Comment by Da Mare Tuesday, Mar 10, 09 @ 12:46 pm
) Any form of communication, in whatever media, including but not limited to a newspaper, radio, television, or Internet communication
So, if when I am in some foreign land, I upload a video that accurately and truthfully portrays Plann’s Parenthood favorite Rep Rep, this bill will fine me?
Good luck on that.
But I can surely see WHY RM would want to see such a bill.
Comment by Pat collins Tuesday, Mar 10, 09 @ 12:48 pm
BTW, Unions always eat their young. They have absolutley no qualms about giving them up, NONE. You have to start somewhere. They should consider HRA’s for health care after retirement. That is an EXCELLENT way in which people can save so they have a retirement medical pool.
Comment by Gameplan Tuesday, Mar 10, 09 @ 12:50 pm
Just because I’m curious — does RM’s first bill exempt media reports?
Comment by Concerned Observer Tuesday, Mar 10, 09 @ 12:51 pm
Maybe we could look at the legislatures pension system also.
Comment by Reality is Tuesday, Mar 10, 09 @ 12:54 pm
So, if the legislature won’t move the primary, RM is going to try and shorten the campaign season anyway with HB 4116?
Comment by ValleyGal Tuesday, Mar 10, 09 @ 12:58 pm
I don’t think Rosemary has heard of this free speech thing we have in this country.
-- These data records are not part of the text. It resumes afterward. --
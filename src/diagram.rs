//! The layer diagram: six fixed concept nodes, a fixed edge set, and the
//! node-selection state behind the info panel.
//!
//! The topology is hard-coded. Five solid edges run top to bottom through
//! the layers; two dashed edges are decorative cross-references beside the
//! DTO/Service/Entity region.
//!
//! ```text
//! Controller
//!     │
//!    DTO ┄┐
//!     │   ┆
//!  Service ┄┐
//!     │     ┆
//!   Entity ┄┘
//!     │
//! DAO/Repository
//!     │
//!  Database
//! ```

use std::fmt;
use std::str::FromStr;

/// Identifier of one diagram node, in top-to-bottom order.
#[derive(Debug, Clone, Copy, PartialEq, Eq, Hash)]
pub enum NodeId {
    Controller,
    Dto,
    Service,
    Entity,
    Dao,
    Database,
}

impl NodeId {
    pub const ALL: [NodeId; 6] = [
        NodeId::Controller,
        NodeId::Dto,
        NodeId::Service,
        NodeId::Entity,
        NodeId::Dao,
        NodeId::Database,
    ];

    pub fn as_str(self) -> &'static str {
        match self {
            NodeId::Controller => "controller",
            NodeId::Dto => "dto",
            NodeId::Service => "service",
            NodeId::Entity => "entity",
            NodeId::Dao => "dao",
            NodeId::Database => "database",
        }
    }

    /// Position from the top of the diagram.
    pub fn index(self) -> usize {
        self as usize
    }

    pub fn node(self) -> &'static ConceptNode {
        &NODES[self.index()]
    }
}

impl fmt::Display for NodeId {
    fn fmt(&self, f: &mut fmt::Formatter<'_>) -> fmt::Result {
        f.write_str(self.as_str())
    }
}

#[derive(Debug, Clone, PartialEq, Eq)]
pub struct UnknownNode(pub String);

impl fmt::Display for UnknownNode {
    fn fmt(&self, f: &mut fmt::Formatter<'_>) -> fmt::Result {
        let known: Vec<&str> = NodeId::ALL.iter().map(|n| n.as_str()).collect();
        write!(f, "unknown diagram node '{}' (expected one of: {})", self.0, known.join(", "))
    }
}

impl std::error::Error for UnknownNode {}

impl FromStr for NodeId {
    type Err = UnknownNode;

    fn from_str(s: &str) -> Result<Self, Self::Err> {
        NodeId::ALL
            .into_iter()
            .find(|n| n.as_str().eq_ignore_ascii_case(s))
            .ok_or_else(|| UnknownNode(s.to_string()))
    }
}

/// A node in the layer diagram.
#[derive(Debug, PartialEq, Eq)]
pub struct ConceptNode {
    pub id: NodeId,
    /// Label drawn in the node box and used as the panel title.
    pub label: &'static str,
    /// Short caption drawn under the label.
    pub caption: &'static str,
    /// English layer name shown in the panel.
    pub label_en: &'static str,
    pub description: &'static str,
}

pub static NODES: [ConceptNode; 6] = [
    ConceptNode {
        id: NodeId::Controller,
        label: "Controller",
        caption: "Presentation",
        label_en: "Presentation Layer",
        description: "HTTP 요청을 받아 적절한 응답을 반환합니다. DTO를 사용하여 데이터를 주고받습니다.",
    },
    ConceptNode {
        id: NodeId::Dto,
        label: "DTO",
        caption: "Data Transfer",
        label_en: "Data Transfer Object",
        description: "계층 간 데이터 전송을 위한 객체입니다. View와 Controller, Controller와 Service 간 데이터를 전달합니다.",
    },
    ConceptNode {
        id: NodeId::Service,
        label: "Service",
        caption: "Business Logic",
        label_en: "Business Logic Layer",
        description: "비즈니스 로직을 처리합니다. Entity와 DTO 간의 변환을 수행하고 DAO/Repository를 호출합니다.",
    },
    ConceptNode {
        id: NodeId::Entity,
        label: "Entity",
        caption: "Domain Model",
        label_en: "Domain Model",
        description: "데이터베이스 테이블과 매핑되는 객체입니다. 영속성을 가지며 JPA가 관리합니다.",
    },
    ConceptNode {
        id: NodeId::Dao,
        label: "DAO/Repository",
        caption: "Data Access",
        label_en: "Data Access Layer",
        description: "데이터베이스에 접근하여 CRUD 작업을 수행합니다. Entity를 사용합니다.",
    },
    ConceptNode {
        id: NodeId::Database,
        label: "Database",
        caption: "Persistence",
        label_en: "Persistence",
        description: "실제 데이터가 저장되는 곳입니다. 테이블, 컬럼, 관계 등으로 구성됩니다.",
    },
];

#[derive(Debug, Clone, Copy, PartialEq, Eq)]
pub enum EdgeKind {
    /// Solid arrow between consecutive layers.
    Flow,
    /// Dashed line drawn beside the stack; purely visual.
    CrossReference,
}

#[derive(Debug, Clone, Copy, PartialEq, Eq)]
pub struct Edge {
    pub from: NodeId,
    pub to: NodeId,
    pub kind: EdgeKind,
}

const fn flow(from: NodeId, to: NodeId) -> Edge {
    Edge { from, to, kind: EdgeKind::Flow }
}

const fn cross(from: NodeId, to: NodeId) -> Edge {
    Edge { from, to, kind: EdgeKind::CrossReference }
}

pub static EDGES: [Edge; 7] = [
    flow(NodeId::Controller, NodeId::Dto),
    flow(NodeId::Dto, NodeId::Service),
    flow(NodeId::Service, NodeId::Entity),
    flow(NodeId::Entity, NodeId::Dao),
    flow(NodeId::Dao, NodeId::Database),
    cross(NodeId::Dto, NodeId::Service),
    cross(NodeId::Service, NodeId::Entity),
];

// ============================================================================
// Layout
// ============================================================================

pub const VIEW_WIDTH: u32 = 600;
pub const VIEW_HEIGHT: u32 = 700;
pub const NODE_WIDTH: u32 = 200;
pub const NODE_HEIGHT: u32 = 60;
const NODE_X: u32 = 200;
const TOP_MARGIN: u32 = 20;
const ROW_PITCH: u32 = 120;
/// Horizontal offsets of the two dashed cross-reference lines.
const CROSS_X: [u32; 2] = [400, 200];

/// Node box geometry in SVG user units.
#[derive(Debug, Clone, Copy, PartialEq, Eq)]
pub struct NodeBox {
    pub x: u32,
    pub y: u32,
    pub width: u32,
    pub height: u32,
}

impl NodeBox {
    pub fn center_x(&self) -> u32 {
        self.x + self.width / 2
    }

    pub fn bottom(&self) -> u32 {
        self.y + self.height
    }

    pub fn middle_y(&self) -> u32 {
        self.y + self.height / 2
    }
}

pub fn node_box(id: NodeId) -> NodeBox {
    NodeBox {
        x: NODE_X,
        y: TOP_MARGIN + ROW_PITCH * id.index() as u32,
        width: NODE_WIDTH,
        height: NODE_HEIGHT,
    }
}

/// A straight line segment in SVG user units.
#[derive(Debug, Clone, Copy, PartialEq, Eq)]
pub struct Segment {
    pub x1: u32,
    pub y1: u32,
    pub x2: u32,
    pub y2: u32,
}

/// Geometry for one edge.
///
/// Flow edges run from the bottom of `from` to the top of `to`. Cross
/// references run beside the stack between the vertical midpoints of the
/// two nodes, alternating right then left.
pub fn edge_segment(edge: &Edge) -> Segment {
    let from = node_box(edge.from);
    let to = node_box(edge.to);
    match edge.kind {
        EdgeKind::Flow => Segment {
            x1: from.center_x(),
            y1: from.bottom(),
            x2: to.center_x(),
            y2: to.y,
        },
        EdgeKind::CrossReference => {
            let nth = EDGES
                .iter()
                .filter(|e| e.kind == EdgeKind::CrossReference)
                .position(|e| e == edge)
                .unwrap_or(0);
            let x = CROSS_X[nth % CROSS_X.len()];
            Segment {
                x1: x,
                y1: from.middle_y(),
                x2: x,
                y2: to.middle_y(),
            }
        }
    }
}

// ============================================================================
// Selection state
// ============================================================================

/// Keys a focused node reacts to.
#[derive(Debug, Clone, Copy, PartialEq, Eq)]
pub enum Key {
    Enter,
    Space,
    Escape,
    Other,
}

/// Which node, if any, has its info panel open.
///
/// There is no terminal state: selection can change or close any number of
/// times.
#[derive(Debug, Clone, Copy, Default, PartialEq, Eq)]
pub struct DiagramSelection {
    selected: Option<NodeId>,
}

impl DiagramSelection {
    pub fn new() -> Self {
        Self::default()
    }

    /// Diagram rendered with `id` already selected.
    pub fn with_selected(id: NodeId) -> Self {
        Self { selected: Some(id) }
    }

    /// Pointer selection. Replaces any current selection.
    pub fn select(&mut self, id: NodeId) {
        self.selected = Some(id);
    }

    /// Keyboard interaction on a focused node. Enter selects it and Escape
    /// closes the panel; other keys do nothing. Returns whether the state
    /// changed.
    pub fn activate(&mut self, id: NodeId, key: Key) -> bool {
        let before = self.selected;
        match key {
            Key::Enter => self.select(id),
            Key::Escape => self.close(),
            Key::Space | Key::Other => {}
        }
        before != self.selected
    }

    /// Close the info panel.
    pub fn close(&mut self) {
        self.selected = None;
    }

    pub fn selected_id(&self) -> Option<NodeId> {
        self.selected
    }

    /// Node whose info panel is showing.
    pub fn selected(&self) -> Option<&'static ConceptNode> {
        self.selected.map(NodeId::node)
    }

    pub fn is_selected(&self, id: NodeId) -> bool {
        self.selected == Some(id)
    }
}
Comment by Been There Tuesday, Mar 10, 09 @ 12:59 pm
What about municipal elections? The “general” elections are in April - what happens to them?
Comment by babs Tuesday, Mar 10, 09 @ 1:00 pm
Ah. I RTFB (read the f’in bill) and see that it does exempt media reports, etc. Good…the excerpted part made it REALLY funny.
Comment by Concerned Observer Tuesday, Mar 10, 09 @ 1:03 pm
There should not be a two-tiered pension system. If it’s good for the newbies, it should be good for everyone. Those already in a state job should do some serious introspection and be willing to give a little where it makes sense. It’s too easy to give up someone else’s benefits.
Some ideas:
- Raise the retirement age
- Offer defined contribution as an option for everyone (option, not mandate, I know it’s a “slippery slope”, but I’ve given up those arguments for lent)
- Change the legislature’s pension system to be more like the rest of the systems (longer to vest, one day in a new job does not lead to higher retirement benefits, 6% salary increase ceiling)
Comment by Pot calling kettle Tuesday, Mar 10, 09 @ 1:04 pm
These two bills are WAY too broadly written and do infringe upon free speech IMHO. Let’s hope they don’t get out of committee.
As it’s written, if I send a buddy an email with a candidate’s name in it, I think I can be fined!
Comment by ChiTownGuy Tuesday, Mar 10, 09 @ 1:07 pm
HB4116 needs work. Incumbents couldn’t send an email, just too over the top. The other part, and it would depend on how you define a candidate, but if they defined a candidate using the same criteria that the new ethics law did (HB824 Fritchey) then you’re not officially a candidate until you file your petitions and statement of candidacy. Under the current calendar that’s happening around Halloween now. So basically this law would only apply from Halloween until New Years, how weired would that donut hole of darkness be?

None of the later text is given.